Un Paese non può essere governato disseminando odio e divisione. Non può crescere se dimentica e seppellisce la sua civiltà e la sua tradizione. Non basta alimentare il rancore verso gli immigrati e coltivare la vendetta sociale tra connazionali per risolvere i problemi. Quei problemi, semmai, vengono solo accantonati per ripresentarsi con maggiore virulenza.
Il discorso pronunciato l’altro ieri dal capo dello Stato segna, lungo queste direttrici, una vera e propria svolta. Costituisce un contro-programma istituzionale.
Se si volesse usare la medesima retorica giallo-verde, lo si potrebbe definire un “contro-contratto”. Che non tocca le linee guida dell’esecutivo, ma la natura stessa della nostra democrazia e le istanze coessenziali ad essa. Un modo per rimettere ordine in un Paese che mostra una crescente necessità di ricomporre i suoi obiettivi costituzionali e di riconnettersi al suo tessuto, sempre più eroso.
Il discorso di fine anno pronunciato l’altro ieri dal capo dello Stato non è allora solo uno strattone all’esecutivo, fissa un cambio di fase nei rapporti tra Quirinale e Governo. Un salto di qualità nelle modalità con cui Mattarella fino ad ora ha interpretato il suo ruolo. Il trasferimento delle critiche dal piano privato a quello pubblico.
La riservatezza lascia il posto all’ufficialità, la diplomazia viene sostituita dalla censura esplicita.
Fino ad ora aveva richiamato la squadra di Conte e la sua coalizione quasi sempre in modo ufficioso. Gli strappi compiuti dai grillo-leghisti impongono però una dimensione apertamente condivisa con i cittadini.

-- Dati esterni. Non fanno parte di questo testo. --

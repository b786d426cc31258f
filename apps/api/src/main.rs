mod analysis;
mod config;
mod errors;
mod llm_client;
mod routes;
mod state;

use std::net::SocketAddr;
use std::sync::Arc;

use anyhow::{Context, Result};
use tower_http::{cors::CorsLayer, trace::TraceLayer};
use tracing::info;
use tracing_subscriber::{layer::SubscriberExt, util::SubscriberInitExt, EnvFilter};

use crate::analysis::pipeline::AnalysisPipeline;
use crate::config::Config;
use crate::llm_client::LlmClient;
use crate::routes::build_router;
use crate::state::AppState;

#[tokio::main]
async fn main() -> Result<()> {
    // Load configuration first (fails on missing required env vars)
    let config = Config::from_env()?;

    // Initialize structured logging
    tracing_subscriber::registry()
        .with(EnvFilter::try_from_default_env().unwrap_or_else(|_| {
            EnvFilter::new(format!("{}={}", env!("CARGO_PKG_NAME"), &config.rust_log))
        }))
        .with(tracing_subscriber::fmt::layer())
        .init();

    info!("Starting ClauseLens API v{}", env!("CARGO_PKG_VERSION"));

    // Initialize LLM client
    let llm = LlmClient::new(config.llm_settings()).context("Failed to build LLM client")?;
    info!("LLM client initialized (model: {})", config.gemini_model);

    let pipeline = Arc::new(AnalysisPipeline::new(Arc::new(llm)));

    let state = AppState {
        pipeline,
        config: config.clone(),
    };

    let app = build_router(state)
        .layer(TraceLayer::new_for_http())
        .layer(CorsLayer::permissive());

    let addr: SocketAddr = format!("0.0.0.0:{}", config.port).parse()?;
    info!("Listening on {addr}, serving assets from '{}'", config.static_dir);

    let listener = tokio::net::TcpListener::bind(addr).await?;
    axum::serve(listener, app).await?;

    Ok(())
}
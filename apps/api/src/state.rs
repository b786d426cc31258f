use std::sync::Arc;

use crate::analysis::pipeline::AnalysisPipeline;
use crate::config::Config;

/// Shared application state injected into all route handlers via Axum extractors.
#[derive(Clone)]
pub struct AppState {
    /// Built once at startup around the configured provider; no global client.
    pub pipeline: Arc<AnalysisPipeline>,
    pub config: Config,
}
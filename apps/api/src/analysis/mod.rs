// Document risk analysis: prompt rendering, the generate-then-repair pipeline,
// and the HTTP handler that fronts it.
// All LLM calls go through llm_client — no direct provider calls here.

pub mod handlers;
pub mod models;
pub mod parser;
pub mod pipeline;
pub mod prompts;
pub mod quotes;
//! Structured completion pipeline: generate, then validate-and-repair once.
//!
//! Stages are strictly linear:
//! `Initial completion -> Parse -> [on failure] Repair completion -> Parse -> terminal`.
//! There is exactly one repair pass. Provider failures are never repaired.

use std::sync::Arc;

use thiserror::Error;
use tracing::{info, info_span, warn, Instrument};
use uuid::Uuid;

use crate::analysis::models::{AnalysisRequest, AnalysisResult};
use crate::analysis::parser::{parse_analysis, ParseFailure};
use crate::analysis::prompts::{render, render_repair_prompt};
use crate::analysis::quotes::find_unverified_quotes;
use crate::llm_client::{CompletionProvider, LlmError};

#[derive(Debug, Error)]
pub enum AnalysisError {
    #[error("Invalid input: {0}")]
    InvalidInput(String),

    #[error("Model provider failure: {0}")]
    Provider(#[from] LlmError),

    #[error("Model output unparsable after repair (initial: {initial}; repaired: {repaired})")]
    UnparsableModelOutput {
        initial: ParseFailure,
        repaired: ParseFailure,
    },
}

/// Owns the provider handle; cheap to share behind an `Arc` across requests.
pub struct AnalysisPipeline {
    provider: Arc<dyn CompletionProvider>,
}

impl AnalysisPipeline {
    pub fn new(provider: Arc<dyn CompletionProvider>) -> Self {
        Self { provider }
    }

    pub fn model(&self) -> &str {
        self.provider.model()
    }

    /// Runs one analysis cycle for `document_text` from the perspective of `role`.
    ///
    /// Makes one provider call in the common case and two when the first
    /// completion fails to parse. Empty inputs are rejected before any call.
    pub async fn analyze(
        &self,
        role: &str,
        document_text: &str,
    ) -> Result<AnalysisResult, AnalysisError> {
        let request = AnalysisRequest::new(role, document_text)?;

        let span = info_span!(
            "analysis",
            analysis_id = %Uuid::new_v4(),
            role = request.role,
            document_chars = request.document_text.chars().count(),
            model = self.provider.model(),
        );

        self.run(request).instrument(span).await
    }

    async fn run(&self, request: AnalysisRequest<'_>) -> Result<AnalysisResult, AnalysisError> {
        let prompt = render(request.role, request.document_text);
        let completion = self.provider.complete(&prompt).await?;

        let result = match parse_analysis(&completion) {
            Ok(result) => result,
            Err(initial) => {
                warn!(error = %initial, "Model output failed validation, requesting repair");
                self.repair(&completion, initial).await?
            }
        };

        let unverified = find_unverified_quotes(&result, request.document_text);
        for quote in &unverified {
            warn!(
                index = quote.index,
                clause = %quote.clause_name,
                "Insight quote not found verbatim in document"
            );
        }

        info!(
            insights = result.insights.len(),
            unverified_quotes = unverified.len(),
            "Analysis complete"
        );
        Ok(result)
    }

    /// The single repair pass. Any failure here is terminal.
    async fn repair(
        &self,
        malformed: &str,
        initial: ParseFailure,
    ) -> Result<AnalysisResult, AnalysisError> {
        let repair_prompt = render_repair_prompt(malformed, &initial.to_string());
        let repaired_completion = self.provider.complete(&repair_prompt).await?;

        match parse_analysis(&repaired_completion) {
            Ok(result) => {
                info!("Repair pass produced valid output");
                Ok(result)
            }
            Err(repaired) => Err(AnalysisError::UnparsableModelOutput { initial, repaired }),
        }
    }
}

#[cfg(test)]
mod tests {
    use super::*;
    use crate::analysis::models::RiskLevel;
    use crate::llm_client::testing::{ok, ScriptedProvider};

    const DOC: &str = "3. All invoices must be paid within 30 days of receipt or a 1.25% per day \
        (18% per annum) fee will be added to the total due.";

    const VALID: &str = r#"{"summary":"One steep late fee.","insights":[{"clause_name":"Late Payment","risk_level":"Medium","quote":"a 1.25% per day (18% per annum) fee will be added","insight":"The fee compounds quickly.","suggestion":"Ask for a flat monthly fee."}]}"#;

    fn pipeline(provider: &Arc<ScriptedProvider>) -> AnalysisPipeline {
        AnalysisPipeline::new(provider.clone())
    }

    #[tokio::test]
    async fn test_valid_first_completion_returns_without_repair() {
        let provider = ScriptedProvider::new(vec![ok(VALID)]);
        let result = pipeline(&provider).analyze("tenant", DOC).await.unwrap();

        assert_eq!(provider.calls(), 1);
        assert_eq!(result.summary, "One steep late fee.");
        assert_eq!(result.insights[0].clause_name, "Late Payment");
        assert_eq!(result.insights[0].risk_level, RiskLevel::Medium);

        let prompt = provider.prompt(0);
        assert!(prompt.contains("tenant"));
        assert!(prompt.contains(DOC));
    }

    #[tokio::test]
    async fn test_fenced_completion_parses_without_repair() {
        let fenced = format!("```json\n{VALID}\n```");
        let provider = ScriptedProvider::new(vec![ok(&fenced)]);
        let result = pipeline(&provider).analyze("tenant", DOC).await.unwrap();

        assert_eq!(provider.calls(), 1);
        assert_eq!(result.insights.len(), 1);
    }

    #[tokio::test]
    async fn test_prose_wrapped_completion_is_repaired_once() {
        let wrapped = format!("Sure, here is my analysis:\n{VALID}\nLet me know if you need more.");
        let provider = ScriptedProvider::new(vec![ok(&wrapped), ok(VALID)]);
        let result = pipeline(&provider).analyze("tenant", DOC).await.unwrap();

        assert_eq!(provider.calls(), 2);
        assert_eq!(result.summary, "One steep late fee.");

        let repair_prompt = provider.prompt(1);
        assert!(repair_prompt.contains(&wrapped));
        assert!(repair_prompt.contains("malformed JSON"));
    }

    #[tokio::test]
    async fn test_unrecognized_risk_level_triggers_repair() {
        let critical = VALID.replace("\"Medium\"", "\"Critical\"");
        let provider = ScriptedProvider::new(vec![ok(&critical), ok(VALID)]);
        let result = pipeline(&provider).analyze("employer", DOC).await.unwrap();

        assert_eq!(provider.calls(), 2);
        assert_eq!(result.insights[0].risk_level, RiskLevel::Medium);
        assert!(provider.prompt(1).contains("unrecognized risk level 'Critical'"));
    }

    #[tokio::test]
    async fn test_lowercase_risk_level_is_not_accepted_without_repair() {
        let lowercase = VALID.replace("\"Medium\"", "\"medium\"");
        let provider = ScriptedProvider::new(vec![ok(&lowercase), ok(VALID)]);
        let result = pipeline(&provider).analyze("tenant", DOC).await.unwrap();

        assert_eq!(provider.calls(), 2);
        assert_eq!(result.insights[0].risk_level, RiskLevel::Medium);
        assert!(provider.prompt(1).contains("unrecognized risk level 'medium'"));
    }

    #[tokio::test]
    async fn test_two_unparsable_completions_fail_after_exactly_two_calls() {
        let provider = ScriptedProvider::new(vec![
            ok("I cannot analyze this document."),
            ok("Apologies, here is a summary in prose."),
            ok(VALID),
        ]);
        let err = pipeline(&provider).analyze("tenant", DOC).await.unwrap_err();

        assert_eq!(provider.calls(), 2);
        assert!(matches!(
            err,
            AnalysisError::UnparsableModelOutput {
                initial: ParseFailure::Syntax(_),
                repaired: ParseFailure::Syntax(_),
            }
        ));
    }

    #[tokio::test]
    async fn test_empty_inputs_make_no_calls() {
        let provider = ScriptedProvider::new(vec![ok(VALID)]);
        let pipeline = pipeline(&provider);

        let err = pipeline.analyze("", DOC).await.unwrap_err();
        assert!(matches!(err, AnalysisError::InvalidInput(_)));

        let err = pipeline.analyze("tenant", "   ").await.unwrap_err();
        assert!(matches!(err, AnalysisError::InvalidInput(_)));

        assert_eq!(provider.calls(), 0);
    }

    #[tokio::test]
    async fn test_provider_failure_is_not_repaired() {
        let provider = ScriptedProvider::new(vec![
            Err(LlmError::Api {
                status: 503,
                message: "connection refused".to_string(),
            }),
            ok(VALID),
        ]);
        let err = pipeline(&provider).analyze("tenant", DOC).await.unwrap_err();

        assert_eq!(provider.calls(), 1);
        assert!(matches!(err, AnalysisError::Provider(LlmError::Api { status: 503, .. })));
    }

    #[tokio::test]
    async fn test_provider_failure_during_repair_surfaces_as_provider_error() {
        let provider = ScriptedProvider::new(vec![
            ok("not json"),
            Err(LlmError::RateLimited { retries: 3 }),
        ]);
        let err = pipeline(&provider).analyze("tenant", DOC).await.unwrap_err();

        assert_eq!(provider.calls(), 2);
        assert!(matches!(err, AnalysisError::Provider(LlmError::RateLimited { .. })));
    }

    #[tokio::test]
    async fn test_unverified_quote_does_not_reject_result() {
        let paraphrased = VALID.replace(
            "a 1.25% per day (18% per annum) fee will be added",
            "late fees apply",
        );
        let provider = ScriptedProvider::new(vec![ok(&paraphrased)]);
        let result = pipeline(&provider).analyze("tenant", DOC).await.unwrap();

        assert_eq!(provider.calls(), 1);
        assert_eq!(result.insights[0].quote, "late fees apply");
    }
}
//! Scripted in-memory provider for tests.

use std::collections::VecDeque;
use std::sync::{Arc, Mutex};

use async_trait::async_trait;

use crate::llm_client::{CompletionProvider, LlmError};

/// Replays canned responses in order and records every prompt it receives.
/// Once the script runs out, further calls fail with `EmptyContent`.
pub struct ScriptedProvider {
    responses: Mutex<VecDeque<Result<String, LlmError>>>,
    prompts: Mutex<Vec<String>>,
}

impl ScriptedProvider {
    pub fn new(responses: Vec<Result<String, LlmError>>) -> Arc<Self> {
        Arc::new(Self {
            responses: Mutex::new(responses.into()),
            prompts: Mutex::new(Vec::new()),
        })
    }

    pub fn calls(&self) -> usize {
        self.prompts.lock().unwrap().len()
    }

    pub fn prompt(&self, index: usize) -> String {
        self.prompts.lock().unwrap()[index].clone()
    }
}

#[async_trait]
impl CompletionProvider for ScriptedProvider {
    async fn complete(&self, prompt: &str) -> Result<String, LlmError> {
        self.prompts.lock().unwrap().push(prompt.to_string());
        self.responses
            .lock()
            .unwrap()
            .pop_front()
            .unwrap_or(Err(LlmError::EmptyContent))
    }

    fn model(&self) -> &str {
        "scripted"
    }
}

pub fn ok(text: &str) -> Result<String, LlmError> {
    Ok(text.to_string())
}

Le modalità con cui è stata prima elaborata, poi rivista e quindi approvata la Legge di Bilancio costituiscono infatti uno spartiacque definitivo. Le violazioni compiute negli ultimi tre mesi e il mancato rispetto dei suggerimenti forniti rappresentano un confine che il presidente della Repubblica non accetta che venga più superato.
Un limite che tocca in particolare il futuro e non solo le contraddizioni del recente passato. Cambia dunque la qualità delle relazioni tra il Colle e Palazzo Chigi. L’ordine del suo discorso si è infatti composto intorno alle deficienze e alle piccole e grandi eversioni compiute dal governo. Alle scelte effettuate e non effettuate da una compagine che negli ultimi quaranta giorni si è mossa guardando esclusivamente l’ombelico delle sue incapacità e senza alcun rispetto delle procedure costituzionali.
Basta quindi rileggere il primo passaggio del suo intervento, quello sui social media. Un modo per prendere le distanze e sottolineare la differenza del tradizionale augurio di fine anno rispetto ai messaggi su facebook preparati l’altro ieri da Salvini e da Grillo, e ieri da Di Maio e Di Battista. Il nucleo delle sue parole è una stilettata lanciata non solo contro molti dei provvedimenti adottati dall’esecutivo, ma contro il substrato aculturale che li ha accompagnati e prodotti. Non cita direttamente ministri e premier, è la sua unica clausola di salvaguardia. Ma, del resto, quasi non ne ha bisogno.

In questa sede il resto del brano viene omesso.